WHAT NEEDS TO BE DONE
The response should consist of the data reproduced word for word.

[Dataset excerpts]
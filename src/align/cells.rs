//! Common-cell resolution across sessions.

use std::collections::{BTreeSet, HashSet};

use crate::types::CellId;

/// Returns the cells present in every one of `sets`.
///
/// An empty `sets` yields an empty result, as does any pair of disjoint
/// sets. An empty intersection is not an error; it produces a tensor with a
/// zero-length cell axis.
///
/// # Example
/// ```
/// use ophys_tensor::align::common_cells;
/// use ophys_tensor::CellId;
///
/// let a = [CellId(1), CellId(2), CellId(3)];
/// let b = [CellId(2), CellId(3), CellId(4)];
/// let common = common_cells([&a[..], &b[..]]);
/// assert_eq!(common.into_iter().collect::<Vec<_>>(), vec![CellId(2), CellId(3)]);
/// ```
pub fn common_cells<'a, I>(sets: I) -> BTreeSet<CellId>
where
    I: IntoIterator<Item = &'a [CellId]>,
{
    let mut sets = sets.into_iter();
    let mut common: BTreeSet<CellId> = match sets.next() {
        Some(first) => first.iter().copied().collect(),
        None => return BTreeSet::new(),
    };

    for set in sets {
        if common.is_empty() {
            break;
        }
        let present: HashSet<CellId> = set.iter().copied().collect();
        common.retain(|cell| present.contains(cell));
    }

    common
}

/// Returns the common cells in tensor order (ascending id).
///
/// The order depends only on the ids, so it is identical across runs and
/// between freshly computed and cached subjects.
pub fn common_cell_order<'a, I>(sets: I) -> Vec<CellId>
where
    I: IntoIterator<Item = &'a [CellId]>,
{
    common_cells(sets).into_iter().collect()
}

#[cfg(test)]
mod tests {
    use super::*;

    fn ids(raw: &[u64]) -> Vec<CellId> {
        raw.iter().copied().map(CellId).collect()
    }

    #[test]
    fn test_single_session_is_its_own_intersection() {
        let a = ids(&[5, 1, 3]);
        assert_eq!(common_cell_order([a.as_slice()]), ids(&[1, 3, 5]));
    }

    #[test]
    fn test_overlapping_sessions() {
        let a = ids(&[1, 2, 3]);
        let b = ids(&[2, 3, 4]);
        assert_eq!(common_cell_order([a.as_slice(), b.as_slice()]), ids(&[2, 3]));
    }

    #[test]
    fn test_disjoint_sessions_are_empty() {
        let a = ids(&[1, 2]);
        let b = ids(&[3, 4]);
        let c = ids(&[1, 2, 3, 4]);
        assert!(common_cells([a.as_slice(), b.as_slice(), c.as_slice()]).is_empty());
    }

    #[test]
    fn test_no_sessions() {
        let empty: [&[CellId]; 0] = [];
        assert!(common_cells(empty).is_empty());
    }

    #[test]
    fn test_duplicate_ids_collapse() {
        let a = ids(&[7, 7, 2]);
        let b = ids(&[2, 7]);
        assert_eq!(common_cell_order([a.as_slice(), b.as_slice()]), ids(&[2, 7]));
    }

    #[test]
    fn test_order_independent_of_session_order() {
        let a = ids(&[9, 4, 6, 1]);
        let b = ids(&[1, 6, 9]);
        assert_eq!(
            common_cell_order([a.as_slice(), b.as_slice()]),
            common_cell_order([b.as_slice(), a.as_slice()])
        );
    }
}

WRITTEN ANSWER
filename src/align/cells.rs
//! Common-cell resolution across sessions.

use std::collections::{BTreeSet, HashSet};

use crate::types::CellId;

/// Returns the cells present in every one of `sets`.
///
/// An empty `sets` yields an empty result, as does any pair of disjoint
/// sets. An empty intersection is not an error; it produces a tensor with a
/// zero-length cell axis.
///
/// # Example
/// ```
/// use ophys_tensor::align::common_cells;
/// use ophys_tensor::CellId;
///
/// let a = [CellId(1), CellId(2), CellId(3)];
/// let b = [CellId(2), CellId(3), CellId(4)];
/// let common = common_cells([&a[..], &b[..]]);
/// assert_eq!(common.into_iter().collect::<Vec<_>>(), vec![CellId(2), CellId(3)]);
/// ```
pub fn common_cells<'a, I>(sets: I) -> BTreeSet<CellId>
where
    I: IntoIterator<Item = &'a [CellId]>,
{
    let mut sets = sets.into_iter();
    let mut common: BTreeSet<CellId> = match sets.next() {
        Some(first) => first.iter().copied().collect(),
        None => return BTreeSet::new(),
    };

    for set in sets {
        if common.is_empty() {
            break;
        }
        let present: HashSet<CellId> = set.iter().copied().collect();
        common.retain(|cell| present.contains(cell));
    }

    common
}

/// Returns the common cells in tensor order (ascending id).
///
/// The order depends only on the ids, so it is identical across runs and
/// between freshly computed and cached subjects.
pub fn common_cell_order<'a, I>(sets: I) -> Vec<CellId>
where
    I: IntoIterator<Item = &'a [CellId]>,
{
    common_cells(sets).into_iter().collect()
}

#[cfg(test)]
mod tests {
    use super::*;

    fn ids(raw: &[u64]) -> Vec<CellId> {
        raw.iter().copied().map(CellId).collect()
    }

    #[test]
    fn test_single_session_is_its_own_intersection() {
        let a = ids(&[5, 1, 3]);
        assert_eq!(common_cell_order([a.as_slice()]), ids(&[1, 3, 5]));
    }

    #[test]
    fn test_overlapping_sessions() {
        let a = ids(&[1, 2, 3]);
        let b = ids(&[2, 3, 4]);
        assert_eq!(common_cell_order([a.as_slice(), b.as_slice()]), ids(&[2, 3]));
    }

    #[test]
    fn test_disjoint_sessions_are_empty() {
        let a = ids(&[1, 2]);
        let b = ids(&[3, 4]);
        let c = ids(&[1, 2, 3, 4]);
        assert!(common_cells([a.as_slice(), b.as_slice(), c.as_slice()]).is_empty());
    }

    #[test]
    fn test_no_sessions() {
        let empty: [&[CellId]; 0] = [];
        assert!(common_cells(empty).is_empty());
    }

    #[test]
    fn test_duplicate_ids_collapse() {
        let a = ids(&[7, 7, 2]);
        let b = ids(&[2, 7]);
        assert_eq!(common_cell_order([a.as_slice(), b.as_slice()]), ids(&[2, 7]));
    }

    #[test]
    fn test_order_independent_of_session_order() {
        let a = ids(&[9, 4, 6, 1]);
        let b = ids(&[1, 6, 9]);
        assert_eq!(
            common_cell_order([a.as_slice(), b.as_slice()]),
            common_cell_order([b.as_slice(), a.as_slice()])
        );
    }
}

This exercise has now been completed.